╭──

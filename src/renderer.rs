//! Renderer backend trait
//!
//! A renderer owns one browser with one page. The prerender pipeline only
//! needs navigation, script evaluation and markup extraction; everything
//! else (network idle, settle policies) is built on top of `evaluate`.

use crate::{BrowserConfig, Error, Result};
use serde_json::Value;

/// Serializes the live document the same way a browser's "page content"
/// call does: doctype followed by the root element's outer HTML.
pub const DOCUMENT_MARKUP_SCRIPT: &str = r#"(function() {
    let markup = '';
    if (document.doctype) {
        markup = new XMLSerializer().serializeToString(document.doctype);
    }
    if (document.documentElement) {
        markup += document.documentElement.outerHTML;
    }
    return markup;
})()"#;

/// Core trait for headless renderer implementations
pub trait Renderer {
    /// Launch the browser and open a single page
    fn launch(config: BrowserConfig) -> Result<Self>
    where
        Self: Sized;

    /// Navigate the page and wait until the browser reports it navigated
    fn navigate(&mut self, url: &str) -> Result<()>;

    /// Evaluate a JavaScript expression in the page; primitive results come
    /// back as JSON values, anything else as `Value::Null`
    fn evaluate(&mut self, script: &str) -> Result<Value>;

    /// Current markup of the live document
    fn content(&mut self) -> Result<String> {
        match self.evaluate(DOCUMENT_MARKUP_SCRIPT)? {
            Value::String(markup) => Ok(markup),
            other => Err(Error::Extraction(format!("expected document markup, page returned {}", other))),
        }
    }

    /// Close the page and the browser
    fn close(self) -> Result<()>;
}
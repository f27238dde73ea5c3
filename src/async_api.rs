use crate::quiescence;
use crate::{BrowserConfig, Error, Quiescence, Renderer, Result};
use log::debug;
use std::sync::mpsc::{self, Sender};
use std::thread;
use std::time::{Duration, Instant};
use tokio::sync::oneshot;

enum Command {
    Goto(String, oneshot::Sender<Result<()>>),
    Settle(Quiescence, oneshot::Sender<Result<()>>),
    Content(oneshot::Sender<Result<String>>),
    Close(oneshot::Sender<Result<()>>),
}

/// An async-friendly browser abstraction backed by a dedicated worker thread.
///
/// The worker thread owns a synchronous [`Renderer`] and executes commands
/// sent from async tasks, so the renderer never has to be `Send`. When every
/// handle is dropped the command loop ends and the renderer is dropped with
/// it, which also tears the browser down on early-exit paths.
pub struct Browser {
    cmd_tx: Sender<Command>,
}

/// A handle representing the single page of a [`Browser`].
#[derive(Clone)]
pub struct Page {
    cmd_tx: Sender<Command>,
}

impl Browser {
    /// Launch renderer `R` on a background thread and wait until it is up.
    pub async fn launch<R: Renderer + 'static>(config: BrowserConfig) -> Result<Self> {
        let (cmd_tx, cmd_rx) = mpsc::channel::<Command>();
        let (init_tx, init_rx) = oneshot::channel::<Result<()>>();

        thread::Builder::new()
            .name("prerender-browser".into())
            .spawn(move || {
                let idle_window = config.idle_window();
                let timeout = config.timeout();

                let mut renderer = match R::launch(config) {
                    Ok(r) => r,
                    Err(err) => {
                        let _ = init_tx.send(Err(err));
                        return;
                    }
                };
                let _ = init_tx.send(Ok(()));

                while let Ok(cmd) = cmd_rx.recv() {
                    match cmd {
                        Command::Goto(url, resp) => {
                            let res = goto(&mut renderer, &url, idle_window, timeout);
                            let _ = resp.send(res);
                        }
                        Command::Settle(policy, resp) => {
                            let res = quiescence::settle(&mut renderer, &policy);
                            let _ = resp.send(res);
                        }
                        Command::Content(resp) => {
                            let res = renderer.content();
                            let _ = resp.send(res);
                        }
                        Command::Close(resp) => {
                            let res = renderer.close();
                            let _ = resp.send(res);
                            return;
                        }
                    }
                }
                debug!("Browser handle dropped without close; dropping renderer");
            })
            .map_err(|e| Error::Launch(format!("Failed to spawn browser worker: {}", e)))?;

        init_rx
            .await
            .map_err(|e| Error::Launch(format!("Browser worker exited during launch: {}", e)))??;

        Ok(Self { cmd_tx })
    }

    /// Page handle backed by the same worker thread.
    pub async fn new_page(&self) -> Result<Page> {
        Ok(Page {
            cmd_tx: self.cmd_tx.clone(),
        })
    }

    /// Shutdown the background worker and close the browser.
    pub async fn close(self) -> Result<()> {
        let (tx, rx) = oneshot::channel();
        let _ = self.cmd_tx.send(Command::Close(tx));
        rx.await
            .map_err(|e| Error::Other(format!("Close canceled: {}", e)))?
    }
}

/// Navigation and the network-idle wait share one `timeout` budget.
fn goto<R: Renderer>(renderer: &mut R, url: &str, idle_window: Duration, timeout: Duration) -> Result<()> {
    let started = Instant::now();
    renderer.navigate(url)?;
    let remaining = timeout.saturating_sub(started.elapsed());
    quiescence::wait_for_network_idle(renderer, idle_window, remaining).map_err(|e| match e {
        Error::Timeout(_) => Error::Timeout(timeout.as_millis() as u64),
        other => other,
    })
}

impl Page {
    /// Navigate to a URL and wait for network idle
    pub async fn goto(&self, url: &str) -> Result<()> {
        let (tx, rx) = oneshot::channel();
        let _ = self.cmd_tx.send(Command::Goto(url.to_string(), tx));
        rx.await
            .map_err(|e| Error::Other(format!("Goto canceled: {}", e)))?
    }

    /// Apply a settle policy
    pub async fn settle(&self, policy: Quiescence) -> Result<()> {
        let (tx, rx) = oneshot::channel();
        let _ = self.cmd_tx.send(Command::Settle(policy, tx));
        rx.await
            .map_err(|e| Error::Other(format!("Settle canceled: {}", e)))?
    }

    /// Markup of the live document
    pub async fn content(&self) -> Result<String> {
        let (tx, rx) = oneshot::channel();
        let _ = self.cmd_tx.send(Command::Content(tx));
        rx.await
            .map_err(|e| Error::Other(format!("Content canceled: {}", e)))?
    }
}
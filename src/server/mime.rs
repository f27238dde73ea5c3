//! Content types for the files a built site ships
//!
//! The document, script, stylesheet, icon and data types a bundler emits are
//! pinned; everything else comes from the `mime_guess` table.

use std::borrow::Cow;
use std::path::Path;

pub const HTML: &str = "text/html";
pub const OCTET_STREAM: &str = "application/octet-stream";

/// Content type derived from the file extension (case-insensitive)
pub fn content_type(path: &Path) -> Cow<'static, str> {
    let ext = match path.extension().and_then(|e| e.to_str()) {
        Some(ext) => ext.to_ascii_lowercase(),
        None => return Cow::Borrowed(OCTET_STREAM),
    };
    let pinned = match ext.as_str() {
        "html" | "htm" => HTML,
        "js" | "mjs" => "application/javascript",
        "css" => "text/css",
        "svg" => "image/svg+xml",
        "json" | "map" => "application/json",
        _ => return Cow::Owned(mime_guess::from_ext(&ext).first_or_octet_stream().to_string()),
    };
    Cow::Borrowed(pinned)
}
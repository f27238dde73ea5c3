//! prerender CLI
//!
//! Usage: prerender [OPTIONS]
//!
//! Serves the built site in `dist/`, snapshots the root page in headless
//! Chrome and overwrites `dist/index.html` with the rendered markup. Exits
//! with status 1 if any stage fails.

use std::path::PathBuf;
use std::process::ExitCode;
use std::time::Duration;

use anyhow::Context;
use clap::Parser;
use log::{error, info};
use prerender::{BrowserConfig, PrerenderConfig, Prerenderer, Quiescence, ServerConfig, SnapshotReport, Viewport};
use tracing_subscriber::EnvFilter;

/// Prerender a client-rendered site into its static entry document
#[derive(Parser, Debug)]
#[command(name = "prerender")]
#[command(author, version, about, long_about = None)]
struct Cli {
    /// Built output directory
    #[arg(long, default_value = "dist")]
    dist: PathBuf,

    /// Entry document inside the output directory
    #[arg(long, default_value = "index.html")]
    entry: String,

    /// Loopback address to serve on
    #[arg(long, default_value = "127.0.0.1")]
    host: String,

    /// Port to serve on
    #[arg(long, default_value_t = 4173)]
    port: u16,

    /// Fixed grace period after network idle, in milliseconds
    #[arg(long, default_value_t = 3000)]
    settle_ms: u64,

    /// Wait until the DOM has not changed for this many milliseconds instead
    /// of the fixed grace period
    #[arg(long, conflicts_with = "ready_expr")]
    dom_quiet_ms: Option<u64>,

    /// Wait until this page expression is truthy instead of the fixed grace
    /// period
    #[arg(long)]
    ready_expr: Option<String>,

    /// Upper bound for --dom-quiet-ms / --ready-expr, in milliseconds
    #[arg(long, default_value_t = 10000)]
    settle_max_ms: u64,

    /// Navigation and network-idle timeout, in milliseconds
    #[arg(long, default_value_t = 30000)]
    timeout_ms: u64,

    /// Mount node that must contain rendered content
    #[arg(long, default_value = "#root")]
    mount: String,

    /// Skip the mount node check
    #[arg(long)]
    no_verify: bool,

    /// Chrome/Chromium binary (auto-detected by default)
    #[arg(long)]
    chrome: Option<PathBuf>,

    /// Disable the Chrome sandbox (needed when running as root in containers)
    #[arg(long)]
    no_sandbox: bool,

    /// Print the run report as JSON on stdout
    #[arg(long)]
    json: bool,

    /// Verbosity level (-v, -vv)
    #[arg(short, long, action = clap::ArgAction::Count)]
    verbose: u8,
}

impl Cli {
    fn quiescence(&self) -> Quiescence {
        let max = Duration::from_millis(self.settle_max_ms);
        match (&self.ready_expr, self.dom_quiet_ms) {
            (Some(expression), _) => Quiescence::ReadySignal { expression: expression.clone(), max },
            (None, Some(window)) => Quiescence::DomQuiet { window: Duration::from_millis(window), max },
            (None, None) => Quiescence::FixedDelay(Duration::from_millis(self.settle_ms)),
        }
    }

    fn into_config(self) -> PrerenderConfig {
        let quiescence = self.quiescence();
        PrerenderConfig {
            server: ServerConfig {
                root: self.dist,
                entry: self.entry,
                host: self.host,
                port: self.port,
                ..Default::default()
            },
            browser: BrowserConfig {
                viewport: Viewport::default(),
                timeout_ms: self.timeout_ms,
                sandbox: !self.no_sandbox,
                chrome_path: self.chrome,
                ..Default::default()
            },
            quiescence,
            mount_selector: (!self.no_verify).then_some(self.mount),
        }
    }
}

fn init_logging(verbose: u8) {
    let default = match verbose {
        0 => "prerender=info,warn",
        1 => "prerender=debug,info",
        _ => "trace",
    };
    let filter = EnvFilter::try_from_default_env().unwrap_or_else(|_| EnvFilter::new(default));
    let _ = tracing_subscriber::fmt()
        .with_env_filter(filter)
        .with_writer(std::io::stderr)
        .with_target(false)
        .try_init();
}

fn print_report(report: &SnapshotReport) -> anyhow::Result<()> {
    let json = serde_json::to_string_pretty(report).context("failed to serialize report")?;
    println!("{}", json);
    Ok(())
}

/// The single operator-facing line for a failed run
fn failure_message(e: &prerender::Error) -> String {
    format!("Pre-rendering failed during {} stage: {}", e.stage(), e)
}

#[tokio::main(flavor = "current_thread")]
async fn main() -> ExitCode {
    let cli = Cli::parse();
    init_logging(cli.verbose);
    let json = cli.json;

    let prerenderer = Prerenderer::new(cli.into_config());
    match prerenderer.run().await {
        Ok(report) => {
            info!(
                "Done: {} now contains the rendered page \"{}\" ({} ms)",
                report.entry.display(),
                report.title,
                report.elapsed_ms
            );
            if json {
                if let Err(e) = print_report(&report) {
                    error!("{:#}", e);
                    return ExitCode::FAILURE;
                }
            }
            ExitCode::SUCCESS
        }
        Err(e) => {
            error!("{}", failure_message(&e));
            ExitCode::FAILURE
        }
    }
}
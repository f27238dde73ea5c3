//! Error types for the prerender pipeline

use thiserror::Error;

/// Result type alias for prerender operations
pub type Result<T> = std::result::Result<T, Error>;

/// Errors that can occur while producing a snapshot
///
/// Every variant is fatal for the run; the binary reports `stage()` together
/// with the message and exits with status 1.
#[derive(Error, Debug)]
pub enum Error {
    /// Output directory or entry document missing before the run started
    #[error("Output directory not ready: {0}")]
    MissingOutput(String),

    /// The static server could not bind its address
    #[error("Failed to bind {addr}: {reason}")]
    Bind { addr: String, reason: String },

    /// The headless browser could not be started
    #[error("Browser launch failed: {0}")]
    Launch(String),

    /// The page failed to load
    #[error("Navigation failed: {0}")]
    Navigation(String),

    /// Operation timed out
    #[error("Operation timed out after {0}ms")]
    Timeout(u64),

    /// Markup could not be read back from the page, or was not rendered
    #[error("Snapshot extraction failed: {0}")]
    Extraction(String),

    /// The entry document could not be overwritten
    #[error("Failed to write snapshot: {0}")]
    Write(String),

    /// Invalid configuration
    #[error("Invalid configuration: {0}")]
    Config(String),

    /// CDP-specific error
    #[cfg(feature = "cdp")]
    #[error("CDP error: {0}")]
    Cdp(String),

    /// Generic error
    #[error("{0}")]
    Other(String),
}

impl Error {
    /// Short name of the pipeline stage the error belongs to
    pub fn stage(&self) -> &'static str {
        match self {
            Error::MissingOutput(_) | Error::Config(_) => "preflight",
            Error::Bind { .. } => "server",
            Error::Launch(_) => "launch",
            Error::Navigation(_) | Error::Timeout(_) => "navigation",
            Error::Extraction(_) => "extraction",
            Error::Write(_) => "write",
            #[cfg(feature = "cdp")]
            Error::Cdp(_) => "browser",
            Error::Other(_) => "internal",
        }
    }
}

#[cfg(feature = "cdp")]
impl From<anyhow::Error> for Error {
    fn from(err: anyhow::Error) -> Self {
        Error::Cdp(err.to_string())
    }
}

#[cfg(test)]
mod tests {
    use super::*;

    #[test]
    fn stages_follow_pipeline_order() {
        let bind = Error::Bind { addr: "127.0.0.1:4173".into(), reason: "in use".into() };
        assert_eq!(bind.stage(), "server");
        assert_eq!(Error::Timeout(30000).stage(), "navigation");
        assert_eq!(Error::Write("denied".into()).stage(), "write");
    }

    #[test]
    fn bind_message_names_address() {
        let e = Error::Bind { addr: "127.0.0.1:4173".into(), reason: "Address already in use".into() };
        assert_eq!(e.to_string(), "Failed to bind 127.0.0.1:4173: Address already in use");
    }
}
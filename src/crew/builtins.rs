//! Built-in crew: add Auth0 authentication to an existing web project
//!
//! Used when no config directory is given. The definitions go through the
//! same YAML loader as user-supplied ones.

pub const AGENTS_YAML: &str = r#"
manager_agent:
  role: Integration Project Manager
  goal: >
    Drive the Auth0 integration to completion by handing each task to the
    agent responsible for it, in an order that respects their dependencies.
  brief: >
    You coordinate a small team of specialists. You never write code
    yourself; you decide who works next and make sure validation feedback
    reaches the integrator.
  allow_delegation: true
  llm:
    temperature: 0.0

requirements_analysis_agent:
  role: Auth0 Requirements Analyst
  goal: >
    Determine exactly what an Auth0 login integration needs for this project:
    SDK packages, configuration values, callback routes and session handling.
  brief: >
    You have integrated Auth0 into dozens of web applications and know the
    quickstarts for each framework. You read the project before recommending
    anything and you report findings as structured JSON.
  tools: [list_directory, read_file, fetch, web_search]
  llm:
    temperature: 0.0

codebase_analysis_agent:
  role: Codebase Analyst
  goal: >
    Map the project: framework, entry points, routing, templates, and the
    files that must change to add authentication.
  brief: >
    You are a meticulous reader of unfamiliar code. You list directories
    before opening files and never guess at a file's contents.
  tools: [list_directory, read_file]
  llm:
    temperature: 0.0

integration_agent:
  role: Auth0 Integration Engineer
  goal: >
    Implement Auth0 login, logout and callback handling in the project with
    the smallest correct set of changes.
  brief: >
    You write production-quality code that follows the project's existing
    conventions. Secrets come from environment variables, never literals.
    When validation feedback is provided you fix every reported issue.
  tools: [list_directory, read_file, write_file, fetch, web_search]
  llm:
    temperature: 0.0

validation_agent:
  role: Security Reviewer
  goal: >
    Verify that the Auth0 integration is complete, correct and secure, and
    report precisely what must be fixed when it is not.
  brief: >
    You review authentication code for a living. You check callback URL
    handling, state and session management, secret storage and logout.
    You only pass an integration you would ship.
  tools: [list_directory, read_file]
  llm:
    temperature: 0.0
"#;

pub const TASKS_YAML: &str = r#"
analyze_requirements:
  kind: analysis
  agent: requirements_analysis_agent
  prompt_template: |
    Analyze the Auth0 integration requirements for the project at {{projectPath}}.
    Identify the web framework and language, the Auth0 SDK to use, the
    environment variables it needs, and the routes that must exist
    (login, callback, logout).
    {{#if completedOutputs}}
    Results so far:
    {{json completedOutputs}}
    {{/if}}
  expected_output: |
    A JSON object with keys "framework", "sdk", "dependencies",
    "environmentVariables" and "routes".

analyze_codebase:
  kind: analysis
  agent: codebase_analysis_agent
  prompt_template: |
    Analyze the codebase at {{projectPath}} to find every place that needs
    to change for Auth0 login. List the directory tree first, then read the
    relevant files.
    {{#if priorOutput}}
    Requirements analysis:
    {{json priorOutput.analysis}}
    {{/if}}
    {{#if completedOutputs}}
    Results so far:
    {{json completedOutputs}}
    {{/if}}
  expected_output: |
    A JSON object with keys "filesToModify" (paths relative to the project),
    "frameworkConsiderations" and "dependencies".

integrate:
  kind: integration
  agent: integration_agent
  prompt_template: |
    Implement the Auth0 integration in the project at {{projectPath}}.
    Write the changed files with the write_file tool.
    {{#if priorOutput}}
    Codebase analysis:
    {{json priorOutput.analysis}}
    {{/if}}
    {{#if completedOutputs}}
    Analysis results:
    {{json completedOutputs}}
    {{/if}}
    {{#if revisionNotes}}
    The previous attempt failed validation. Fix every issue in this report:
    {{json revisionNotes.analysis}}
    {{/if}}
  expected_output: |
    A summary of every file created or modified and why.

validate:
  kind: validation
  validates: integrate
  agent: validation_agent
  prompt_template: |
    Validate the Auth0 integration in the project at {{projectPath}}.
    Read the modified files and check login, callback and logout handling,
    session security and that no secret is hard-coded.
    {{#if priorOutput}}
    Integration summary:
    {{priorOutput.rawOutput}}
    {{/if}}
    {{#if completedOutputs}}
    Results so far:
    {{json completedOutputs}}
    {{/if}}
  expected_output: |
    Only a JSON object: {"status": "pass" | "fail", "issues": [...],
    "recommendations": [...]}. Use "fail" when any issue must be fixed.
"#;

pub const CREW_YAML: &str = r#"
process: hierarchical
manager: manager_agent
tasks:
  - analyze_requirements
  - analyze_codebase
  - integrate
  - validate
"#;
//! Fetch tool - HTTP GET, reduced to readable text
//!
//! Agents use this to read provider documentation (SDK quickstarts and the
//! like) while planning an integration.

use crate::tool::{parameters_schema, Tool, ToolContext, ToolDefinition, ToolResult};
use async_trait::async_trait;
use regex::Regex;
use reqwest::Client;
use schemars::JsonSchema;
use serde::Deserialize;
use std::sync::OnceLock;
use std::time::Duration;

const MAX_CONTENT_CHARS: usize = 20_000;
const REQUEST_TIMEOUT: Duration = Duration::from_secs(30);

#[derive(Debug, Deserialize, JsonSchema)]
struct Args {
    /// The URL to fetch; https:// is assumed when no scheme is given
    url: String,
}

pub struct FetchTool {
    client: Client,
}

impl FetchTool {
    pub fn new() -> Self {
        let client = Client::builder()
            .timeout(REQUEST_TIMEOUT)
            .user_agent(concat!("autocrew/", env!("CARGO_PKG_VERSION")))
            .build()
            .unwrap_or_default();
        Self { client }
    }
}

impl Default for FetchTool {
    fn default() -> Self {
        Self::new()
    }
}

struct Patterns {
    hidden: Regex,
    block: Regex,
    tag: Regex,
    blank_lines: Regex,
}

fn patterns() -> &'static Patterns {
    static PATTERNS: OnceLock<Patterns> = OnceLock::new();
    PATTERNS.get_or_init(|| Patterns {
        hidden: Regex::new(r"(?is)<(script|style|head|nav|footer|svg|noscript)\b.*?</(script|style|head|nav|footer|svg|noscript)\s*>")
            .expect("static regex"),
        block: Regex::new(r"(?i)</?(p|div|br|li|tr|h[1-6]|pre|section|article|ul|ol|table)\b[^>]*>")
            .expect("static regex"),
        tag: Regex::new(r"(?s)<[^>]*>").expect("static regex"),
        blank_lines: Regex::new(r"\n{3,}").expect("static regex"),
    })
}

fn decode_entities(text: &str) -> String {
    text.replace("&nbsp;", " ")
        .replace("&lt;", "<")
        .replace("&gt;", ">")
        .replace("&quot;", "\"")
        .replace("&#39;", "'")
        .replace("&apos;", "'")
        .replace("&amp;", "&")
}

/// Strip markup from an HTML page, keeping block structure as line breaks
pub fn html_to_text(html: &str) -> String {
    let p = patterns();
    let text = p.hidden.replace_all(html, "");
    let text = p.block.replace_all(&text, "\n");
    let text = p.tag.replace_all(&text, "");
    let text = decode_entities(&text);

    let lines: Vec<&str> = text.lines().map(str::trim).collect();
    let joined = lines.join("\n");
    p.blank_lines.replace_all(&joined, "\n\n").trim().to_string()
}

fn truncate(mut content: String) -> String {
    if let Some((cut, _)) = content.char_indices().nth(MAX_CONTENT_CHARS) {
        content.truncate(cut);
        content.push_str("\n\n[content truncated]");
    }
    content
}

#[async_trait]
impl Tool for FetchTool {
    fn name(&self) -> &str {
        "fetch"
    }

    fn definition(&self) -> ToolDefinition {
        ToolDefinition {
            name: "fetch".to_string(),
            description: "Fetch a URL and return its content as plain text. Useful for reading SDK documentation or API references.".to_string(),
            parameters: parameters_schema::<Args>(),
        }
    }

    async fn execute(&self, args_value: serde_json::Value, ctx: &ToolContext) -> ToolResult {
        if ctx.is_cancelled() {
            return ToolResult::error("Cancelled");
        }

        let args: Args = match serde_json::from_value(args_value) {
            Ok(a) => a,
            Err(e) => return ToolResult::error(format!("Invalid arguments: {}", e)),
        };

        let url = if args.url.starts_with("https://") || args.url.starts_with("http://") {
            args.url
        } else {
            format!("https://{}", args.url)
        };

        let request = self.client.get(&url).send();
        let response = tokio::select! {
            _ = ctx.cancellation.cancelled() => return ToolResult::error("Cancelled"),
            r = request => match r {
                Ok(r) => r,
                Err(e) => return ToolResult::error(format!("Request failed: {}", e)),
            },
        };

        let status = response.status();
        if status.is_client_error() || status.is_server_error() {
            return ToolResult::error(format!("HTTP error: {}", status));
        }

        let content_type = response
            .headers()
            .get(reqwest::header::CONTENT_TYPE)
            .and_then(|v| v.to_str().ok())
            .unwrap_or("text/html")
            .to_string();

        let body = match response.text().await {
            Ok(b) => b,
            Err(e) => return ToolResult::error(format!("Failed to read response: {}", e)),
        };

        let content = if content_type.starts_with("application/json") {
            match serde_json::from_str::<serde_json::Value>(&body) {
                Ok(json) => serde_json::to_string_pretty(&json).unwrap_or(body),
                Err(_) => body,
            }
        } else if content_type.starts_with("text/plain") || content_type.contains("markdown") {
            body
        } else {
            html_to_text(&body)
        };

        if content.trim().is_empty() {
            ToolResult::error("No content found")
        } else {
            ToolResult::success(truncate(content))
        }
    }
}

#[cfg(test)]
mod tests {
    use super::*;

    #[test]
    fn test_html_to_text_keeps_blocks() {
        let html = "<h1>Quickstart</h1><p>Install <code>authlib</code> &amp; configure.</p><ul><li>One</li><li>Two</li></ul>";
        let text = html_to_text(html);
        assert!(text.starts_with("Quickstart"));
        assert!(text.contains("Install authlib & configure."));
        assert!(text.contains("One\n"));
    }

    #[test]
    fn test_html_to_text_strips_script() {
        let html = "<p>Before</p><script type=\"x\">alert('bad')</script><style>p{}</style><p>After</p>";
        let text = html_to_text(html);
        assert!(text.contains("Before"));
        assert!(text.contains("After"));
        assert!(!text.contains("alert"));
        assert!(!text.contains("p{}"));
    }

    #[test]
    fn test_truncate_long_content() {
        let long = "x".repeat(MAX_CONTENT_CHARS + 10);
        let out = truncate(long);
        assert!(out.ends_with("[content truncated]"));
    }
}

╰──

> **Exercise brief**
When you reach the line with "built site ships" in the records above, start writing out lines exactly, and stop once the line with "pub const HTML: &str" has been written; include nothing else.

> **Response to this task**
//! Content types for the files a built site ships
//!
//! The document, script, stylesheet, icon and data types a bundler emits are
//! pinned; everything else comes from the `mime_guess` table.

use std::borrow::Cow;
use std::path::Path;

pub const HTML: &str = "text/html";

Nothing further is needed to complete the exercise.